There are various tools for analyzing causes and effects, thus helping your business avoid repeating the same mistakes, and fishbone diagrams are one of them. That is why these diagrams are sometimes referred to as cause and effect diagrams.
Fishbone diagrams provide a well-structured approach to help you analyze a problem with many possible causes, enabling you to come up with the best solution. This article looks at what a fishbone diagram is, how to make one, and its uses.
What is a fishbone diagram?
Fishbone diagrams, cause and effect diagrams, Ishikawa diagrams, or Herringbone diagrams are root and cause analysis tools that show the root cause(s) of a particular problem. A fishbone diagram gets its name from how it resembles a fish, with every part representing an entity of the problem.

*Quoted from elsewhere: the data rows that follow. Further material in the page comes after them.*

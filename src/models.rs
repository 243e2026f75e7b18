use image::RgbImage;
use serde::{Deserialize, Serialize};
use std::time::Instant;
use url::Url;

/// A raw camera frame. Owned by exactly one pipeline stage at a time.
pub struct Frame {
    pub image: RgbImage,
    pub captured_at: Instant,
}

impl Frame {
    pub fn new(image: RgbImage) -> Self {
        Self {
            image,
            captured_at: Instant::now(),
        }
    }
}

/// Pixel-space point
#[derive(Debug, Clone, Copy, PartialEq)]
pub struct Point {
    pub x: f32,
    pub y: f32,
}

impl Point {
    pub fn new(x: f32, y: f32) -> Self {
        Self { x, y }
    }
}

/// A single optical code decoded from one frame
#[derive(Debug, Clone, PartialEq)]
pub struct DecodedCode {
    pub payload: String,
    /// Polygon corners in decode order
    pub geometry: Vec<Point>,
}

impl DecodedCode {
    pub fn new(payload: impl Into<String>, geometry: Vec<Point>) -> Self {
        Self {
            payload: payload.into(),
            geometry,
        }
    }

    /// Vehicle identifier carried by the payload.
    ///
    /// URL payloads resolve to their last path segment, anything else is used
    /// verbatim. Empty payloads yield `None`.
    pub fn vehicle_id(&self) -> Option<String> {
        vehicle_id_from_payload(&self.payload)
    }

    /// Mean of all polygon points, `None` for a code without geometry.
    pub fn centroid(&self) -> Option<Point> {
        if self.geometry.is_empty() {
            return None;
        }
        let n = self.geometry.len() as f32;
        let (sx, sy) = self
            .geometry
            .iter()
            .fold((0.0f32, 0.0f32), |(sx, sy), p| (sx + p.x, sy + p.y));
        Some(Point::new(sx / n, sy / n))
    }
}

/// Derive the vehicle identifier from a raw code payload
pub fn vehicle_id_from_payload(payload: &str) -> Option<String> {
    let payload = payload.trim();
    if payload.is_empty() {
        return None;
    }

    match Url::parse(payload) {
        Ok(url) if url.scheme() == "http" || url.scheme() == "https" => url
            .path_segments()
            .and_then(|segments| segments.filter(|s| !s.is_empty()).last())
            .map(|s| s.to_string()),
        _ => Some(payload.to_string()),
    }
}

/// A code from the current frame that resolved to a parking spot
#[derive(Debug, Clone, PartialEq)]
pub struct Detection {
    pub spot_id: String,
    pub vehicle_id: String,
    pub geometry: Vec<Point>,
}

/// One `(spot, vehicle)` pair of the debounced state.
///
/// Serialized with the field names the backend expects.
#[derive(Debug, Clone, PartialEq, Eq, PartialOrd, Ord, Serialize, Deserialize)]
pub struct SnapshotEntry {
    pub spot_id: String,
    #[serde(rename = "bus_number")]
    pub vehicle_id: String,
}

impl SnapshotEntry {
    pub fn new(spot_id: impl Into<String>, vehicle_id: impl Into<String>) -> Self {
        Self {
            spot_id: spot_id.into(),
            vehicle_id: vehicle_id.into(),
        }
    }
}

/// Publish-ready occupancy state, sorted by spot then vehicle
#[derive(Debug, Clone, Default, PartialEq, Eq)]
pub struct StableSnapshot {
    entries: Vec<SnapshotEntry>,
}

impl StableSnapshot {
    pub fn new(mut entries: Vec<SnapshotEntry>) -> Self {
        entries.sort();
        Self { entries }
    }

    pub fn entries(&self) -> &[SnapshotEntry] {
        &self.entries
    }

    pub fn len(&self) -> usize {
        self.entries.len()
    }

    pub fn is_empty(&self) -> bool {
        self.entries.is_empty()
    }

    /// Entries as `(spot_id, vehicle_id)` tuples
    pub fn pairs(&self) -> Vec<(&str, &str)> {
        self.entries
            .iter()
            .map(|e| (e.spot_id.as_str(), e.vehicle_id.as_str()))
            .collect()
    }
}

The head of a fishbone diagram represents the problem while the spine comprises all the possible causes of the problem stated logically. With fishbone diagrams, you can completely solve a problem through a systematic approach of:
- Identifying why it happened
- Ascertaining its root cause(s)
- Ensuring that it has been completely dealt with, and
- Coming up with solutions to the cause(s).
Every part of the fish represents something
Kaoru Ishikawa, a Japanese organizational theorist, introduced the fishbone diagram in 1968 to help teams identify issues and their possible root causes to come up with viable solutions. The diagram resembles a fish, showing the cause and effect relationship of various factors relating to a particular problem.

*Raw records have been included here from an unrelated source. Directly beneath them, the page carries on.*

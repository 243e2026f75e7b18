//! End-to-end tests for the detection worker and the frame pipeline.
//!
//! Tests cover:
//! - A rendered QR code flowing through preprocessing, detection, zone
//!   mapping, debouncing, and publishing
//! - Debounce expiry with simulated time
//! - Publisher failures leaving the state untouched
//! - The single-slot queue dropping frames while the worker is busy
//! - The capture loop shutting the worker down when the source fails
//! - The capture loop failing when the worker thread dies

mod common;

use common::*;
use image::RgbImage;
use qrpark::capture::{CaptureError, FrameGrabber};
use qrpark::pipeline::{Pipeline, Phase, Worker, run_capture_loop};
use qrpark::queue::Offer;
use qrpark::render::{DirectoryDisplay, Renderer};
use std::sync::atomic::AtomicBool;
use std::sync::mpsc;
use std::time::{Duration, Instant};

const TTL: Duration = Duration::from_secs(35);

fn recording_worker() -> (Worker, RecordingPublisher) {
    let publisher = RecordingPublisher::default();
    let worker = Worker::new(
        "cam_main_01",
        ZoneTable::default_layout(),
        TTL,
        Box::new(publisher.clone()),
    );
    (worker, publisher)
}

#[test]
fn test_code_in_spot_is_reported_then_expires() {
    let (mut worker, publisher) = recording_worker();
    let t0 = Instant::now();

    // 1. A code centered inside A1
    let snapshot = worker.process(Frame::new(qr_frame("BUS123", 150, 350, 6)), t0);
    assert_eq!(snapshot.pairs(), vec![("A1", "BUS123")]);

    let current = worker.reader().current_detections();
    assert_eq!(current.len(), 1);
    let centroid = DecodedCode::new("BUS123", current[0].geometry.clone())
        .centroid()
        .unwrap();
    assert!((centroid.x - 150.0).abs() < 5.0, "centroid {:?}", centroid);
    assert!((centroid.y - 350.0).abs() < 5.0, "centroid {:?}", centroid);

    // 2. Vehicle hidden, still inside the debounce window
    let snapshot = worker.process(Frame::new(blank_frame()), t0 + Duration::from_secs(20));
    assert_eq!(snapshot.pairs(), vec![("A1", "BUS123")]);
    assert!(worker.reader().current_detections().is_empty());

    // 3. Past the TTL it is gone
    let snapshot = worker.process(Frame::new(blank_frame()), t0 + Duration::from_secs(36));
    assert!(snapshot.is_empty());

    // Every cycle publishes the full state, including the empty one
    let reports = publisher.reports();
    assert_eq!(reports.len(), 3);
    assert!(reports.iter().all(|r| r.camera_id == "cam_main_01"));
    assert_eq!(reports[0].detections, vec![SnapshotEntry::new("A1", "BUS123")]);
    assert_eq!(reports[1].detections, reports[0].detections);
    assert!(reports[2].detections.is_empty());
}

#[test]
fn test_url_payload_reports_last_path_segment() {
    let (mut worker, publisher) = recording_worker();

    let frame = qr_frame("https://fleet.example.com/buses/BUS42", 463, 378, 4);
    let snapshot = worker.process(Frame::new(frame), Instant::now());

    assert_eq!(snapshot.pairs(), vec![("B1", "BUS42")]);
    assert_eq!(publisher.reports()[0].detections[0].vehicle_id, "BUS42");
}

#[test]
fn test_code_outside_zones_is_ignored() {
    let (mut worker, _publisher) = recording_worker();

    // Between the two columns of spots
    let snapshot = worker.process(Frame::new(qr_frame("BUS9", 312, 240, 4)), Instant::now());
    assert!(snapshot.is_empty());
    assert!(worker.reader().current_detections().is_empty());
}

#[test]
fn test_publish_failure_keeps_state() {
    let publisher = FailingPublisher::default();
    let mut worker = Worker::new(
        "cam_main_01",
        ZoneTable::default_layout(),
        TTL,
        Box::new(publisher.clone()),
    );
    let reader = worker.reader();
    let t0 = Instant::now();

    let first = worker.process(Frame::new(qr_frame("BUS123", 150, 350, 6)), t0);
    let second = worker.process(Frame::new(blank_frame()), t0 + Duration::from_secs(1));

    assert_eq!(first.pairs(), vec![("A1", "BUS123")]);
    assert_eq!(second, first);
    assert_eq!(reader.stable_snapshot(), second);
    assert_eq!(publisher.attempts(), 2);
}

/// Holds the worker inside `publish` until the test lets it go
struct GatedPublisher {
    entered: mpsc::Sender<()>,
    gate: mpsc::Receiver<()>,
}

impl Publisher for GatedPublisher {
    fn publish(&mut self, _report: &Report) -> Result<(), ReportError> {
        let _ = self.entered.send(());
        let _ = self.gate.recv_timeout(Duration::from_secs(10));
        Ok(())
    }
}

#[test]
fn test_busy_worker_drops_newest_frame_without_blocking() -> anyhow::Result<()> {
    let (entered_tx, entered) = mpsc::channel();
    let (release, gate) = mpsc::channel();
    let worker = Worker::new(
        "cam_main_01",
        ZoneTable::default_layout(),
        TTL,
        Box::new(GatedPublisher {
            entered: entered_tx,
            gate,
        }),
    );
    let mut pipeline = Pipeline::start(worker, Duration::ZERO)?;
    let image = RgbImage::new(32, 32);
    let t0 = Instant::now();

    // 1. First frame is taken by the worker, which then blocks
    assert_eq!(pipeline.submit(&image, t0), Some(Offer::Queued));
    entered.recv_timeout(Duration::from_secs(10))?;

    // 2. Second frame waits in the slot
    assert_eq!(
        pipeline.submit(&image, t0 + Duration::from_millis(1)),
        Some(Offer::Queued)
    );

    // 3. Third frame finds the slot full and is discarded immediately
    let before = Instant::now();
    assert_eq!(
        pipeline.submit(&image, t0 + Duration::from_millis(2)),
        Some(Offer::DroppedNewest)
    );
    assert!(before.elapsed() < Duration::from_secs(1));
    assert_eq!(pipeline.dropped_frames(), 1);

    // 4. Let both queued frames through and stop
    release.send(())?;
    release.send(())?;
    pipeline.shutdown()?;
    assert_eq!(pipeline.phase(), Phase::ShuttingDown);

    entered.recv_timeout(Duration::from_secs(10))?;
    assert!(entered.try_recv().is_err(), "dropped frame must not be processed");
    Ok(())
}

#[test]
fn test_throttle_skips_early_frames() -> anyhow::Result<()> {
    let (worker, _publisher) = recording_worker();
    let mut pipeline = Pipeline::start(worker, Duration::from_millis(100))?;
    let image = RgbImage::new(32, 32);
    let t0 = Instant::now();

    assert_eq!(pipeline.submit(&image, t0), Some(Offer::Queued));
    assert_eq!(pipeline.submit(&image, t0 + Duration::from_millis(50)), None);
    assert_eq!(pipeline.submit(&image, t0 + Duration::from_millis(100)), None);
    assert!(pipeline.submit(&image, t0 + Duration::from_millis(101)).is_some());

    pipeline.shutdown()?;
    Ok(())
}

/// Yields a fixed list of frames, then fails like a disconnected camera
struct FiniteSource {
    frames: Vec<RgbImage>,
}

impl FrameGrabber for FiniteSource {
    fn grab(&mut self) -> Result<RgbImage, CaptureError> {
        if self.frames.is_empty() {
            return Err(CaptureError::Read("device disconnected".into()));
        }
        // Pace like a camera so the throttle lets frames through
        std::thread::sleep(Duration::from_millis(20));
        Ok(self.frames.remove(0))
    }

    fn resolution(&self) -> (u32, u32) {
        (FRAME_WIDTH, FRAME_HEIGHT)
    }

    fn name(&self) -> String {
        "finite".into()
    }
}

#[test]
fn test_capture_loop_stops_worker_when_source_fails() -> anyhow::Result<()> {
    let (worker, publisher) = recording_worker();
    let mut pipeline = Pipeline::start(worker, Duration::ZERO)?;
    let mut source = FiniteSource {
        frames: vec![qr_frame("BUS123", 150, 350, 6)],
    };
    let out = tempfile::TempDir::new()?;
    let display = DirectoryDisplay::new(out.path().to_path_buf(), Duration::ZERO)?;
    let stop = AtomicBool::new(false);

    run_capture_loop(
        &mut source,
        &mut pipeline,
        &Renderer::new(),
        Some(Box::new(display)),
        &stop,
    )?;

    assert_eq!(pipeline.phase(), Phase::ShuttingDown);
    // The worker drained the queued frame before the sentinel
    let reports = publisher.reports();
    assert_eq!(reports.len(), 1);
    assert_eq!(reports[0].detections, vec![SnapshotEntry::new("A1", "BUS123")]);
    assert!(out.path().join("live.png").exists());
    Ok(())
}

#[test]
fn test_capture_loop_honors_stop_flag() -> anyhow::Result<()> {
    let (worker, publisher) = recording_worker();
    let mut pipeline = Pipeline::start(worker, Duration::ZERO)?;
    let mut source = FiniteSource {
        frames: vec![blank_frame(); 3],
    };
    let stop = AtomicBool::new(true);

    run_capture_loop(&mut source, &mut pipeline, &Renderer::new(), None, &stop)?;

    assert_eq!(pipeline.phase(), Phase::ShuttingDown);
    assert_eq!(source.frames.len(), 3);
    assert!(publisher.reports().is_empty());
    Ok(())
}

/// Brings the worker thread down on its first report
struct PanickingPublisher;

impl Publisher for PanickingPublisher {
    fn publish(&mut self, _report: &Report) -> Result<(), ReportError> {
        panic!("publisher crashed");
    }
}

#[test]
fn test_capture_loop_stops_when_worker_dies() -> anyhow::Result<()> {
    let worker = Worker::new(
        "cam_main_01",
        ZoneTable::default_layout(),
        TTL,
        Box::new(PanickingPublisher),
    );
    let mut pipeline = Pipeline::start(worker, Duration::ZERO)?;
    let mut source = FiniteSource {
        frames: vec![RgbImage::new(32, 32); 100],
    };
    let stop = AtomicBool::new(false);

    let result = run_capture_loop(&mut source, &mut pipeline, &Renderer::new(), None, &stop);

    assert!(result.is_err(), "a dead worker must fail the capture loop");
    assert_eq!(pipeline.phase(), Phase::ShuttingDown);
    // Capture stopped long before the source ran dry
    assert!(source.frames.len() > 50, "{} frames left", source.frames.len());
    Ok(())
}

The head represents the problem and throughout the spines are the main or root cause categories of the problem. The "bones" branching off the root causes represent other deeper causes interlinked to the categories. Thus, the head, spine, and bones enable the team to visualize the relationship between the causes and effects of a problem.
How do I create and use a fishbone diagram?
Before you start using fishbone diagrams, it is advisable to identify everyone involved with or is affected by the issues you are trying. This way, you will come with a team. For instance, if the problem is organizational, it would be advisable to involve production, manufacturing, sales, marketing, or HR, among other departments.
Once the team is ready:
- Gather supporting data to strengthen and ascertain any ideas and opinions you might have.
- It's time to create the fishbone head where you will state and describe the problem regarding what, where, when it happened, and its impact on your business.
- Formulate the cause categories and represent them on the spine, depending on your business type. For instance, standard categories for a service business are people, processes, policies, and environment.
- Come up with potential causes and write them branching off the main categories above.
- Delve deeper and identify the root or specific causes that led to the problem. These will branch off the cause branches or "bones." You can achieve this by continuing to ask particular questions. Every team member is at liberty to give suggestions, which are organized under related causes or categories.
- Agree on the root causes and come up with solutions to prevent similar problems in the future.
Fishbone diagram software
While it is advisable to draw your fishbone on a white chart, you can use our mind mapping software at MindManager for this purpose. The software helps you create fishbone diagrams easier and faster than drawing by hand or using other common applications like MS Word and MS Excel.
The bottom line
A Fishbone diagram is an excellent tool for solving problems in your business. It helps you and your team dig deeper to understand a problem, identify the root causes, and come up with viable and long-lasting solutions. It saves you time and resources as you work toward achieving your goals and objectives.